Climate Change and Our Children
If we don't do something now, children will bear the brunt of the diseases, droughts, and disasters brought on by a warming planet
President Obama announced recently that, given Congress's refusal to act, he will use his administrative power to reduce CO2 emissions from power plants and encourage renewable energy. As he said in his State of the Union Address in February, "For the sake of our children and our future, we must do more to combat climate change." The latest report that the average daily CO2 concentration exceeded 400 parts per million—a milestone signaling major climate change—should concentrate our collective mind on this issue and prompt wider action.
Here's why children are key to winning the climate argument and why action is needed now. The developing fetus and child are more biologically and psychologically vulnerable to the many direct and indirect effects of climate change and fossil fuel combustion, its major human source. These effects include increased incidence of malnutrition and infectious disease, physical and psychological trauma from extreme weather-related disasters, heat stress, respiratory disease, reproductive and developmental disorders, and cancer.
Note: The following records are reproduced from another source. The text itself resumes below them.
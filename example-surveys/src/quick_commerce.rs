//! Consumer survey on quick-commerce (10-minute delivery) apps.
//!
//! Eight sections, A to H. Section B needs at least one platform, section D at
//! least one product category, and section E a price sensitivity of 1 to 5.
//! Checking "Others" under platforms asks for the platform's name.

use survey_wizard_types::{
    AnyOfField, ConditionalField, Field, FieldKind, GroupRule, OneOfField, RangeRule, Step,
    StepRule, SurveyDefinition,
};

pub const AGE_GROUPS: [&str; 5] = ["Below 20", "20–30", "31–40", "41–50", "Above 50"];

pub const HOUSEHOLD_TYPES: [&str; 3] = ["Nuclear family", "Joint family", "Living alone"];

pub const PLATFORMS: [&str; 5] = [
    "Zepto",
    "Blinkit",
    "Swiggy Instamart",
    "BigBasket Now",
    OTHER_PLATFORM,
];

/// The platform option that reveals the free-text platform name.
pub const OTHER_PLATFORM: &str = "Others";

pub const USAGE_FREQUENCIES: [&str; 5] = [
    "Daily",
    "2–3 times a week",
    "Once a week",
    "Occasionally",
    "Rarely",
];

pub const ORDER_VALUES: [&str; 4] = ["Below ₹300", "₹300–₹600", "₹600–₹1000", "Above ₹1000"];

pub const TIME_SAVED: [&str; 4] = [
    "Less than 15 minutes",
    "15–30 minutes",
    "30–60 minutes",
    "More than 1 hour",
];

pub const PRODUCT_CATEGORIES: [&str; 10] = [
    "Groceries & staples",
    "Dairy & bakery",
    "Snacks & beverages",
    "Personal care items",
    "Emergency / last-minute items",
    "Electronics & accessories",
    "Household essentials",
    "Stationery & office supplies",
    "Medicines & health products",
    "Pet supplies",
];

pub const PURCHASE_FREQUENCY_CHANGES: [&str; 4] = [
    "Increasing significantly",
    "Increasing slightly",
    "No change",
    "Reducing",
];

pub const AGREEMENT: [&str; 5] = [
    "Strongly agree",
    "Agree",
    "Neutral",
    "Disagree",
    "Strongly disagree",
];

pub const PRICE_COMPARISONS: [&str; 5] = [
    "Much higher",
    "Slightly higher",
    "Almost the same",
    "Slightly lower",
    "Much lower",
];

pub const LOCAL_SHOP_IMPACTS: [&str; 4] = [
    "Yes, significantly",
    "Yes, to some extent",
    "No change",
    "Increased visits to local shops",
];

pub const IMPORTANCE: [&str; 4] = ["Very Important", "Important", "Neutral", "Not Important"];

pub const SATISFACTION: [&str; 5] = [
    "Very satisfied",
    "Satisfied",
    "Neutral",
    "Dissatisfied",
    "Very dissatisfied",
];

pub const FUTURE_USAGE: [&str; 3] = ["Yes", "No", "Not sure"];

/// Lowest and highest accepted price sensitivity.
pub const PRICE_SENSITIVITY: (i64, i64) = (1, 5);

pub const PLATFORMS_ERROR: &str = "platforms_error";
pub const CATEGORIES_ERROR: &str = "categories_error";
pub const PRICE_ERROR: &str = "price_error";

fn dropdown(name: &str, label: &str, options: &[&str]) -> Field {
    Field::required(
        name,
        label,
        FieldKind::OneOf(OneOfField::dropdown(options.iter().copied())),
    )
}

fn radio(name: &str, label: &str, options: &[&str]) -> Field {
    Field::required(
        name,
        label,
        FieldKind::OneOf(OneOfField::radio(options.iter().copied())),
    )
}

// Checkbox groups are enforced by a group rule, not by the required flag.
fn checkboxes(name: &str, label: &str, options: &[&str]) -> Field {
    Field::optional(
        name,
        label,
        FieldKind::AnyOf(AnyOfField::new(options.iter().copied())),
    )
}

fn profile() -> Step {
    Step::new(
        "Respondent profile",
        vec![
            Field::required("full_name", "Full name", FieldKind::Input),
            Field::required("email", "Email address", FieldKind::Email),
            dropdown("age_group", "Age group", &AGE_GROUPS),
            radio("household_type", "Household type", &HOUSEHOLD_TYPES),
        ],
    )
}

fn awareness_and_usage() -> Step {
    Step::new(
        "Awareness and usage",
        vec![
            Field::required(
                "awareness",
                "Are you aware of quick-commerce apps?",
                FieldKind::Confirm,
            ),
            checkboxes("platforms_used", "Which platforms have you used?", &PLATFORMS),
            Field::optional(
                "other_platform_name",
                "Name of the other platform",
                FieldKind::Input,
            ),
            dropdown("most_used_platform", "Which platform do you use most?", &PLATFORMS),
            radio("usage_frequency", "How often do you order?", &USAGE_FREQUENCIES),
        ],
    )
    .with_rule(StepRule::AtLeastOne(GroupRule::new(
        "platforms_used",
        PLATFORMS_ERROR,
    )))
}

fn spending() -> Step {
    Step::new(
        "Spending and convenience",
        vec![
            radio("average_order_value", "Average order value", &ORDER_VALUES),
            radio(
                "time_saved",
                "Time saved compared to a store visit",
                &TIME_SAVED,
            ),
        ],
    )
}

fn purchase_behaviour() -> Step {
    Step::new(
        "Purchase behaviour",
        vec![
            checkboxes(
                "product_categories",
                "What do you usually buy?",
                &PRODUCT_CATEGORIES,
            ),
            radio(
                "purchase_frequency_change",
                "How has your purchase frequency changed?",
                &PURCHASE_FREQUENCY_CHANGES,
            ),
            radio(
                "impulse_buying",
                "Quick delivery makes me buy on impulse",
                &AGREEMENT,
            ),
        ],
    )
    .with_rule(StepRule::AtLeastOne(GroupRule::new(
        "product_categories",
        CATEGORIES_ERROR,
    )))
}

fn pricing() -> Step {
    let (min, max) = PRICE_SENSITIVITY;
    Step::new(
        "Pricing and local shops",
        vec![
            Field::required(
                "price_sensitivity",
                "How price sensitive are you? (1 = not at all, 5 = very)",
                FieldKind::Int,
            ),
            radio(
                "price_comparison",
                "Prices compared to local stores",
                &PRICE_COMPARISONS,
            ),
            radio(
                "local_shops_impact",
                "Have you reduced visits to local shops?",
                &LOCAL_SHOP_IMPACTS,
            ),
        ],
    )
    .with_rule(StepRule::Range(RangeRule::new(
        "price_sensitivity",
        min,
        max,
        PRICE_ERROR,
    )))
}

fn priorities() -> Step {
    Step::new(
        "What matters",
        vec![
            radio("importance_delivery", "Delivery speed", &IMPORTANCE),
            radio("importance_convenience", "Convenience", &IMPORTANCE),
            radio("importance_pricing", "Pricing and discounts", &IMPORTANCE),
            radio("importance_availability", "Product availability", &IMPORTANCE),
        ],
    )
}

fn satisfaction() -> Step {
    Step::new(
        "Satisfaction",
        vec![
            radio(
                "overall_satisfaction",
                "Overall satisfaction",
                &SATISFACTION,
            ),
            radio(
                "future_usage_intent",
                "Will you keep using quick-commerce apps?",
                &FUTURE_USAGE,
            ),
        ],
    )
}

fn comments() -> Step {
    Step::new(
        "Your thoughts",
        vec![Field::optional(
            "qualitative_response",
            "Anything else you would like to share?",
            FieldKind::Multiline,
        )],
    )
}

/// The full eight-section survey.
pub fn quick_commerce() -> SurveyDefinition {
    SurveyDefinition::new(
        "Quick Commerce Consumer Survey",
        vec![
            profile(),
            awareness_and_usage(),
            spending(),
            purchase_behaviour(),
            pricing(),
            priorities(),
            satisfaction(),
            comments(),
        ],
    )
    .with_conditional(ConditionalField::new(
        "platforms_used",
        OTHER_PLATFORM,
        "other_platform_name",
    ))
}

#[cfg(test)]
mod tests {
    use super::*;

    #[test]
    fn definition_is_consistent() {
        let survey = quick_commerce();
        survey.check().unwrap();
        assert_eq!(survey.len(), 8);
        assert_eq!(survey.fields().count(), 24);
    }

    #[test]
    fn rules_live_in_their_sections() {
        let survey = quick_commerce();
        assert_eq!(survey.step_of(&"platforms_used".into()), Some(1));
        assert_eq!(survey.step_of(&"product_categories".into()), Some(3));
        assert_eq!(survey.step_of(&"price_sensitivity".into()), Some(4));

        let indicators: Vec<&str> = survey.indicators().map(|i| i.as_str()).collect();
        assert_eq!(indicators, [PLATFORMS_ERROR, CATEGORIES_ERROR, PRICE_ERROR]);
    }

    #[test]
    fn other_platform_follows_checkbox() {
        let survey = quick_commerce();
        let conditional = &survey.conditionals()[0];
        assert_eq!(conditional.trigger_value, OTHER_PLATFORM);
        assert_eq!(conditional.dependent.as_str(), "other_platform_name");
    }
}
Early impairment and disease can affect the physical and psychological health and well-being of children over their entire life-course. Effects of in utero and postnatal exposure to both toxic and psychological stressors may be inherited transgenerationally, impacting the health of future generations.
The World Health Organization estimates that more than 88 percent of the existing global burden of disease due to climate change occurs in children less than five years of age. Although children everywhere are affected, most of the impact is felt in populations of low socioeconomic status, squarely raising the issue of environmental justice. The impacts will continue to grow under the projected trajectory of climate change and fossil fuel emissions.
While there are few quantitative estimates of the proportion of childhood morbidity and mortality due to human-induced climate change, there is scientific agreement that both direct and indirect effects of climate change have already taken a significant toll on children and are predicted to increase dramatically unless action is taken. WHO estimates climate change could be causing more than 150,000 deaths annually and approximately five million years lost due to ill-health, disability, or early death every year as a result of increasing incidences of malnutrition and just a few diseases considered. These estimates could more than double by 2030 in the absence of meaningful action.
Malnutrition and infectious disease represent the largest share of the burden of childhood disease and death attributed to climate change. Children are more vulnerable than adults to famine and nutritional deprivation since they require three to four times the amount of food on a body weight basis than adults. Children's immature immune systems make them more susceptible to infectious disease pathogens due to crop and water contamination from storms and floods, as well as to vector-borne diseases (e.g., malaria and dengue fever) which are increasing in certain regions due to climate change. Illnesses attributed to salmonella, a food-borne infectious disease, also have risen with higher temperatures across much of continental Europe.
Weather-related disasters (floods, droughts, cyclones, hurricanes), which have increased in frequency and intensity as a result of climate change, have directly affected an estimated 66.5 million children worldwide, 600,000 of whom died every year from 1990 to 2000. The number of children affected is predicted to more than double, rising to 175 million a year in the next decade. Children are highly vulnerable both to physical trauma, stress, drowning, and displacement due to floods and to famines associated with drought. In 2005 Hurricane Katrina forced one million people in New Orleans from their homes and left 372,000 children without schools. Higher rates of anxiety and depression have been found among children affected by this disaster.
Direct effects of heat waves on infants and children include hyperthermia, heat stress, renal disease, and respiratory illness to which infants and children are especially vulnerable due to their immature regulatory systems.
Because of their higher respiratory rate and immature metabolic/detoxification, DNA repair, and immune systems, children are also more vulnerable to air pollutants released by fossil fuel burning (particulate matter, polycyclic aromatic hydrocarbons, mercury, sulfur and nitrogen oxides) as well as ozone and pollens that are increased by higher temperatures. We and other scientists have found that even relatively low levels of these pollutants are linked to lower birth weight, deficits in lung function, respiratory symptoms, childhood asthma, bronchitis, developmental disorders, and increased risk of cancer. Exposure to air pollution in childhood can result in a reduction in lung function and ultimately increased risk of chronic respiratory illness and greater susceptibility to cardiovascular disease in adulthood.
To be effective, prevention and adaptation strategies to climate change must be centered on the needs of our children—present and future. Reports by the Intergovernmental Panel on Climate Change, McKinsey, and researchers at Stanford University indicate that the cost of acting broadly to reduce emissions from power generation and transport, make buildings, and appliances more efficient, and invest in alternative fuels and technologies is modest compared with the benefits to our children and their future. We must do it "for their sake."